Write out, word for word, the first line of the data below and every line after it through the one containing "unknown labels excepted;".
**** Input
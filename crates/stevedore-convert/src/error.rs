//! Error and warning types for the generator
//!
//! Errors follow three families:
//! - configuration errors (bad label values, unknown labels, missing files)
//!   which abort the affected service only, unknown labels excepted;
//! - I/O errors while reading file content, scoped to a service;
//! - internal consistency errors (dangling references, duplicate names)
//!   which abort the whole generation.

use miette::Diagnostic;
use std::path::PathBuf;
use thiserror::Error;

use crate::resource::ResourceKind;

/// Generator error
#[derive(Debug, Error, Diagnostic)]
pub enum ConvertError {
    #[error("service '{service}': invalid value for label '{label}': {message} (value: {value:?})")]
    #[diagnostic(code(stevedore::label::invalid))]
    Label {
        service: String,
        label: String,
        value: String,
        message: String,
    },

    #[error("service '{service}': unknown label '{label}'")]
    #[diagnostic(code(stevedore::label::unknown))]
    UnknownLabel {
        service: String,
        label: String,
        #[help]
        suggestion: Option<String>,
    },

    #[error("service '{service}': path {} does not exist", .path.display())]
    #[diagnostic(
        code(stevedore::files::missing),
        help("paths in configmap-files are relative to the compose file directory")
    )]
    MissingPath { service: String, path: PathBuf },

    #[error("service '{service}': failed to read {}: {source}", .path.display())]
    #[diagnostic(code(stevedore::files::read))]
    FileRead {
        service: String,
        path: PathBuf,
        #[source]
        source: std::io::Error,
    },

    #[error("{owner} references {kind} '{name}' which is not part of the generated chart")]
    #[diagnostic(code(stevedore::internal::dangling_reference))]
    DanglingReference {
        owner: String,
        kind: ResourceKind,
        name: String,
    },

    #[error("service '{service}': {kind} name '{name}' is already generated for service '{other}'")]
    #[diagnostic(
        code(stevedore::naming::clash),
        help("service names must stay distinct once lowercased and reduced to [a-z0-9-]")
    )]
    NameClash {
        service: String,
        kind: ResourceKind,
        name: String,
        other: String,
    },

    #[error("chart name {name:?} has no character left once reduced to [a-z0-9-]")]
    #[diagnostic(
        code(stevedore::chart::invalid_name),
        help("set a project `name:` in the compose file or pass --app-name")
    )]
    InvalidAppName { name: String },

    #[error("{owner} declares volume '{volume}' for two different sources")]
    #[diagnostic(code(stevedore::internal::volume_conflict))]
    VolumeConflict { owner: String, volume: String },

    #[error("{owner} mounts volume '{volume}' which is not declared in its pod")]
    #[diagnostic(code(stevedore::internal::unbound_mount))]
    UnboundMount { owner: String, volume: String },

    #[error("{kind} '{name}' is generated more than once")]
    #[diagnostic(code(stevedore::internal::duplicate_resource))]
    DuplicateResource { kind: ResourceKind, name: String },

    #[error("{} service(s) failed to convert:\n{}", .failures.len(), format_failures(.failures))]
    #[diagnostic(code(stevedore::services_failed))]
    ServiceFailures { failures: Vec<ServiceFailure> },

    #[error("Output directory already exists: {}", .0.display())]
    #[diagnostic(code(stevedore::output_exists), help("use --force to overwrite it"))]
    OutputExists(PathBuf),

    #[error(transparent)]
    Core(#[from] stevedore_core::CoreError),

    #[error("IO error: {0}")]
    Io(#[from] std::io::Error),

    #[error("YAML error: {0}")]
    Yaml(#[from] serde_yaml::Error),
}

impl ConvertError {
    /// Create a label error
    pub fn label(
        service: &str,
        label: &str,
        value: &str,
        message: impl Into<String>,
    ) -> Self {
        Self::Label {
            service: service.to_string(),
            label: label.to_string(),
            value: value.to_string(),
            message: message.into(),
        }
    }

    /// Errors that indicate a broken invariant in the generator itself
    pub fn is_internal(&self) -> bool {
        matches!(
            self,
            Self::DanglingReference { .. }
                | Self::UnboundMount { .. }
                | Self::VolumeConflict { .. }
                | Self::DuplicateResource { .. }
        )
    }

    /// Errors that abort the whole generation rather than one service
    pub fn is_global(&self) -> bool {
        self.is_internal() || matches!(self, Self::UnknownLabel { .. })
    }

    /// Service the error is attributed to, if any
    pub fn service(&self) -> Option<&str> {
        match self {
            Self::Label { service, .. }
            | Self::UnknownLabel { service, .. }
            | Self::MissingPath { service, .. }
            | Self::FileRead { service, .. }
            | Self::NameClash { service, .. } => Some(service),
            _ => None,
        }
    }
}

/// A service whose resources could not be generated
#[derive(Debug)]
pub struct ServiceFailure {
    pub service: String,
    pub error: ConvertError,
}

fn format_failures(failures: &[ServiceFailure]) -> String {
    failures
        .iter()
        .map(|f| format!("  - {}", f.error))
        .collect::<Vec<_>>()
        .join("\n")
}

/// Result type for generator operations
pub type Result<T> = std::result::Result<T, ConvertError>;

// =============================================================================
// WARNING SYSTEM
// =============================================================================

/// Warning severity levels
#[derive(Debug, Clone, Copy, PartialEq, Eq, PartialOrd, Ord, Hash)]
pub enum WarningSeverity {
    /// Informational - conversion succeeded with a minor adjustment
    Info,
    /// Warning - conversion succeeded but manual review recommended
    Warning,
}

impl WarningSeverity {
    /// Get the emoji icon for this severity
    pub fn icon(&self) -> &'static str {
        match self {
            Self::Info => "ℹ",
            Self::Warning => "⚠",
        }
    }

    /// Get the label for this severity
    pub fn label(&self) -> &'static str {
        match self {
            Self::Info => "info",
            Self::Warning => "warning",
        }
    }
}

/// Warning category for grouping related warnings
#[derive(Debug, Clone, Copy, PartialEq, Eq, PartialOrd, Ord, Hash)]
pub enum WarningCategory {
    /// Volume that has no faithful Kubernetes counterpart
    Volume,
    /// Environment variable handling
    Environment,
    /// File-backed ConfigMap content
    Files,
    /// Label usage
    Labels,
    /// Container image
    Image,
}

impl WarningCategory {
    /// Get the display label
    pub fn label(&self) -> &'static str {
        match self {
            Self::Volume => "volume",
            Self::Environment => "environment",
            Self::Files => "files",
            Self::Labels => "labels",
            Self::Image => "image",
        }
    }
}

/// Warning with service context
#[derive(Debug, Clone, PartialEq, Eq)]
pub struct ConversionWarning {
    pub severity: WarningSeverity,
    pub category: WarningCategory,
    /// Service the warning was raised for
    pub service: String,
    /// Human-readable message
    pub message: String,
    /// Suggested fix
    pub suggestion: Option<String>,
}

impl ConversionWarning {
    /// Create a warning-level warning
    pub fn warning(category: WarningCategory, service: &str, message: impl Into<String>) -> Self {
        Self {
            severity: WarningSeverity::Warning,
            category,
            service: service.to_string(),
            message: message.into(),
            suggestion: None,
        }
    }

    /// Create an info-level warning
    pub fn info(category: WarningCategory, service: &str, message: impl Into<String>) -> Self {
        Self {
            severity: WarningSeverity::Info,
            ..Self::warning(category, service, message)
        }
    }

    /// Add suggestion to warning
    pub fn with_suggestion(mut self, suggestion: &str) -> Self {
        self.suggestion = Some(suggestion.to_string());
        self
    }

    /// Log the warning through `tracing` and hand it back
    pub(crate) fn emit(self) -> Self {
        tracing::warn!(
            service = %self.service,
            category = self.category.label(),
            "{}",
            self.message
        );
        self
    }
}

impl std::fmt::Display for ConversionWarning {
    fn fmt(&self, f: &mut std::fmt::Formatter<'_>) -> std::fmt::Result {
        // Format: [severity] service - message
        write!(
            f,
            "[{}] {} - {}",
            self.severity.label(),
            self.service,
            self.message
        )?;

        if let Some(ref suggestion) = self.suggestion {
            write!(f, "\n  {} {}", self.severity.icon(), suggestion)?;
        }

        Ok(())
    }
}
********
• [Response to this exercise]
filename crates/stevedore-convert/src/error.rs
//! Error and warning types for the generator
//!
//! Errors follow three families:
//! - configuration errors (bad label values, unknown labels, missing files)
//!   which abort the affected service only, unknown labels excepted;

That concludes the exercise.